WHAT YOU HAVE TO DO> Exactly the lines from the beginning of the material to the line with "use crate::tex::config::TexConfig;" are to be repeated, both ends included.

SUPPLIED ENTRIES>
//! Include graph traversal
//!
//! Depth-first, pre-order walk over `\input`/`\include` edges starting at the
//! entry document. Uses an explicit stack so deep inclusion chains cannot
//! overflow the call stack. A path joins the visited set before its own
//! references are expanded, so self-inclusion and longer cycles terminate
//! without re-reading or re-emitting anything.
//!
//! Identity is the canonical path, but a file's references resolve against
//! the directory it was reached through. A symlinked `sections/intro.tex`
//! therefore includes its siblings from `sections/`, not from wherever the
//! link points.

use std::collections::HashSet;
use std::fs;
use std::path::{Path, PathBuf};

use crate::core::error::{TexError, TexResult};
use crate::core::file_reader::read_text_lossy;
use crate::core::util::hash_bytes;
use crate::tex::config::TexConfig;
use crate::tex::directives::parse_references;
use crate::tex::resolve::resolve_reference;

/// A visited file in include order
#[derive(Debug, Clone, PartialEq, Eq)]
pub struct DocumentNode {
    /// Absolute, canonical path
    pub path: PathBuf,

    /// File whose directive first reached this one (None for the entry)
    pub included_from: Option<PathBuf>,

    /// Distance from the entry document
    pub depth: usize,

    /// Raw references in order of appearance, duplicates kept
    pub references: Vec<String>,

    pub size: u64,

    /// XXH3 of the decoded content
    pub hash: String,

    pub lossy: bool,
}

struct Pending {
    path: PathBuf,
    /// Absolute, unresolved path the file was reached through
    reached_as: PathBuf,
    included_from: Option<PathBuf>,
    depth: usize,
}

fn canonical(path: &Path) -> TexResult<PathBuf> {
    fs::canonicalize(path).map_err(|e| TexError::read(path, e))
}

fn absolute(path: &Path) -> TexResult<PathBuf> {
    std::path::absolute(path).map_err(|e| TexError::read(path, e))
}

/// Stateful walker; the visited set persists across calls to [`walk`]
///
/// [`walk`]: IncludeWalker::walk
pub struct IncludeWalker<'a> {
    config: &'a TexConfig,
    visited: HashSet<PathBuf>,
}

impl<'a> IncludeWalker<'a> {
    pub fn new(config: &'a TexConfig) -> Self {
        Self {
            config,
            visited: HashSet::new(),
        }
    }

    /// Visit `root` and everything reachable from it that was not visited yet
    pub fn walk(&mut self, root: &Path) -> TexResult<Vec<DocumentNode>> {
        let mut order = Vec::new();
        let mut stack = vec![Pending {
            path: canonical(root)?,
            reached_as: absolute(root)?,
            included_from: None,
            depth: 0,
        }];

        while let Some(pending) = stack.pop() {
            if !self.visited.insert(pending.path.clone()) {
                tracing::trace!(path = %pending.path.display(), "already visited");
                continue;
            }

            let text = read_text_lossy(&pending.path)?;
            let references = parse_references(&text.content);
            let base_dir = pending
                .reached_as
                .parent()
                .map(Path::to_path_buf)
                .unwrap_or_default();

            tracing::debug!(
                path = %pending.path.display(),
                depth = pending.depth,
                references = references.len(),
                "visiting"
            );

            let mut children = Vec::new();
            for reference in &references {
                match resolve_reference(reference, &base_dir, &self.config.extension) {
                    Some(resolved) => children.push(Pending {
                        path: canonical(&resolved)?,
                        reached_as: resolved,
                        included_from: Some(pending.path.clone()),
                        depth: pending.depth + 1,
                    }),
                    None => tracing::debug!(
                        reference = reference.as_str(),
                        from = %pending.path.display(),
                        "unresolved reference skipped"
                    ),
                }
            }
            // reversed so the first reference is expanded first
            stack.extend(children.into_iter().rev());

            order.push(DocumentNode {
                hash: hash_bytes(text.content.as_bytes()),
                path: pending.path,
                included_from: pending.included_from,
                depth: pending.depth,
                references,
                size: text.size,
                lossy: text.lossy,
            });
        }

        Ok(order)
    }
}

/// Walk from `root` with a fresh visited set
pub fn walk_includes(root: &Path, config: &TexConfig) -> TexResult<Vec<DocumentNode>> {
    IncludeWalker::new(config).walk(root)
}

/// Ordered, duplicate-free list of files reachable from `root`, root first
pub fn resolve_include_order(root: &Path, config: &TexConfig) -> TexResult<Vec<PathBuf>> {
    Ok(walk_includes(root, config)?
        .into_iter()
        .map(|node| node.path)
        .collect())
}

#[cfg(test)]
mod tests {
    use super::*;
    use tempfile::tempdir;

    fn write(root: &Path, rel: &str, content: &str) -> PathBuf {
        let path = root.join(rel);
        if let Some(parent) = path.parent() {
            fs::create_dir_all(parent).unwrap();
        }
        fs::write(&path, content).unwrap();
        path
    }

    fn names(root: &Path, paths: &[PathBuf]) -> Vec<String> {
        let root = fs::canonicalize(root).unwrap();
        paths
            .iter()
            .map(|p| p.strip_prefix(&root).unwrap().to_string_lossy().replace('\\', "/"))
            .collect()
    }

    #[test]
    fn test_cycle_through_two_files() {
        let temp = tempdir().unwrap();
        let main = write(temp.path(), "main.tex", "\\input{a}");
        write(temp.path(), "a.tex", "\\input{b}");
        write(temp.path(), "b.tex", "\\input{a}");

        let order = resolve_include_order(&main, &TexConfig::default()).unwrap();
        assert_eq!(names(temp.path(), &order), vec!["main.tex", "a.tex", "b.tex"]);
    }

    #[test]
    fn test_self_inclusion_terminates() {
        let temp = tempdir().unwrap();
        let main = write(temp.path(), "main.tex", "\\input{main}\n\\input{main.tex}");

        let order = resolve_include_order(&main, &TexConfig::default()).unwrap();
        assert_eq!(names(temp.path(), &order), vec!["main.tex"]);
    }

    #[test]
    fn test_pre_order_depth_first() {
        let temp = tempdir().unwrap();
        let main = write(temp.path(), "main.tex", "\\input{a}\n\\input{d}");
        write(temp.path(), "a.tex", "\\input{b}\n\\input{c}");
        write(temp.path(), "b.tex", "leaf");
        write(temp.path(), "c.tex", "leaf");
        write(temp.path(), "d.tex", "\\input{b}");

        let nodes = walk_includes(&main, &TexConfig::default()).unwrap();
        let paths: Vec<PathBuf> = nodes.iter().map(|n| n.path.clone()).collect();
        assert_eq!(
            names(temp.path(), &paths),
            vec!["main.tex", "a.tex", "b.tex", "c.tex", "d.tex"]
        );
        assert_eq!(nodes[2].depth, 2);
        assert_eq!(nodes[4].depth, 1);
        assert_eq!(nodes[2].included_from.as_ref(), Some(&nodes[1].path));
    }

    #[test]
    fn test_references_resolve_relative_to_including_file() {
        let temp = tempdir().unwrap();
        let main = write(temp.path(), "main.tex", "\\input{chapters/one}");
        write(temp.path(), "chapters/one.tex", "\\input{figs}");
        write(temp.path(), "chapters/figs.tex", "figures");
        write(temp.path(), "figs.tex", "wrong directory");

        let order = resolve_include_order(&main, &TexConfig::default()).unwrap();
        assert_eq!(
            names(temp.path(), &order),
            vec!["main.tex", "chapters/one.tex", "chapters/figs.tex"]
        );
    }

    #[test]
    fn test_equivalent_spellings_deduplicate() {
        let temp = tempdir().unwrap();
        let main = write(
            temp.path(),
            "main.tex",
            "\\input{sec/a}\n\\input{sec/../sec/a.tex}\n\\input{./sec/a}",
        );
        write(temp.path(), "sec/a.tex", "once");

        let order = resolve_include_order(&main, &TexConfig::default()).unwrap();
        assert_eq!(names(temp.path(), &order), vec!["main.tex", "sec/a.tex"]);
    }

    #[test]
    fn test_unresolved_and_commented_references_are_skipped() {
        let temp = tempdir().unwrap();
        let main = write(
            temp.path(),
            "main.tex",
            "\\input{missing}\n% \\input{a}\n\\input{b}",
        );
        write(temp.path(), "a.tex", "commented out");
        write(temp.path(), "b.tex", "kept");

        let nodes = walk_includes(&main, &TexConfig::default()).unwrap();
        assert_eq!(nodes.len(), 2);
        assert_eq!(nodes[0].references, vec!["missing", "b"]);
    }

    #[test]
    fn test_repeated_walk_with_same_visited_set_is_empty() {
        let temp = tempdir().unwrap();
        let main = write(temp.path(), "main.tex", "\\input{a}");
        write(temp.path(), "a.tex", "leaf");

        let config = TexConfig::default();
        let mut walker = IncludeWalker::new(&config);
        assert_eq!(walker.walk(&main).unwrap().len(), 2);
        assert!(walker.walk(&main).unwrap().is_empty());
        // a file reached in the first walk is not revisited as a new root
        assert!(walker.walk(&temp.path().join("a.tex")).unwrap().is_empty());
    }

    #[test]
    fn test_fresh_walks_are_identical() {
        let temp = tempdir().unwrap();
        let main = write(temp.path(), "main.tex", "\\input{a}\n\\include{b}");
        write(temp.path(), "a.tex", "\\input{b}");
        write(temp.path(), "b.tex", "\\input{main}");

        let config = TexConfig::default();
        let first = walk_includes(&main, &config).unwrap();
        let second = walk_includes(&main, &config).unwrap();
        assert_eq!(first, second);
    }

    #[test]
    fn test_deep_chain_does_not_recurse() {
        let temp = tempdir().unwrap();
        let depth = 2000;
        for i in 0..depth {
            write(temp.path(), &format!("f{}.tex", i), &format!("\\input{{f{}}}", i + 1));
        }
        write(temp.path(), &format!("f{}.tex", depth), "end");

        let order =
            resolve_include_order(&temp.path().join("f0.tex"), &TexConfig::default()).unwrap();
        assert_eq!(order.len(), depth + 1);
    }

    #[test]
    fn test_lossy_content_is_walked() {
        let temp = tempdir().unwrap();
        let main = temp.path().join("main.tex");
        fs::write(&main, b"\xe9\\input{a}").unwrap();
        write(temp.path(), "a.tex", "leaf");

        let nodes = walk_includes(&main, &TexConfig::default()).unwrap();
        assert_eq!(nodes.len(), 2);
        assert!(nodes[0].lossy);
        assert!(!nodes[1].lossy);
    }

    #[cfg(unix)]
    #[test]
    fn test_symlinked_file_resolves_against_link_directory() {
        let temp = tempdir().unwrap();
        let main = write(temp.path(), "main.tex", "\\input{sections/intro}");
        write(temp.path(), "shared/intro.tex", "\\input{fig}");
        write(temp.path(), "sections/fig.tex", "figure");
        std::os::unix::fs::symlink(
            "../shared/intro.tex",
            temp.path().join("sections/intro.tex"),
        )
        .unwrap();

        let order = resolve_include_order(&main, &TexConfig::default()).unwrap();
        assert_eq!(
            names(temp.path(), &order),
            vec!["main.tex", "shared/intro.tex", "sections/fig.tex"]
        );
    }

    #[test]
    fn test_missing_root_is_error() {
        let temp = tempdir().unwrap();
        let err = walk_includes(&temp.path().join("main.tex"), &TexConfig::default()).unwrap_err();
        assert_eq!(err.code(), "READ_FAILED");
    }
}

TASK SOLUTION>
//! Include graph traversal
//!
//! Depth-first, pre-order walk over `\input`/`\include` edges starting at the
//! entry document. Uses an explicit stack so deep inclusion chains cannot
//! overflow the call stack. A path joins the visited set before its own
//! references are expanded, so self-inclusion and longer cycles terminate
//! without re-reading or re-emitting anything.
//!
//! Identity is the canonical path, but a file's references resolve against
//! the directory it was reached through. A symlinked `sections/intro.tex`
//! therefore includes its siblings from `sections/`, not from wherever the
//! link points.

use std::collections::HashSet;
use std::fs;
use std::path::{Path, PathBuf};

use crate::core::error::{TexError, TexResult};
use crate::core::file_reader::read_text_lossy;
use crate::core::util::hash_bytes;
use crate::tex::config::TexConfig;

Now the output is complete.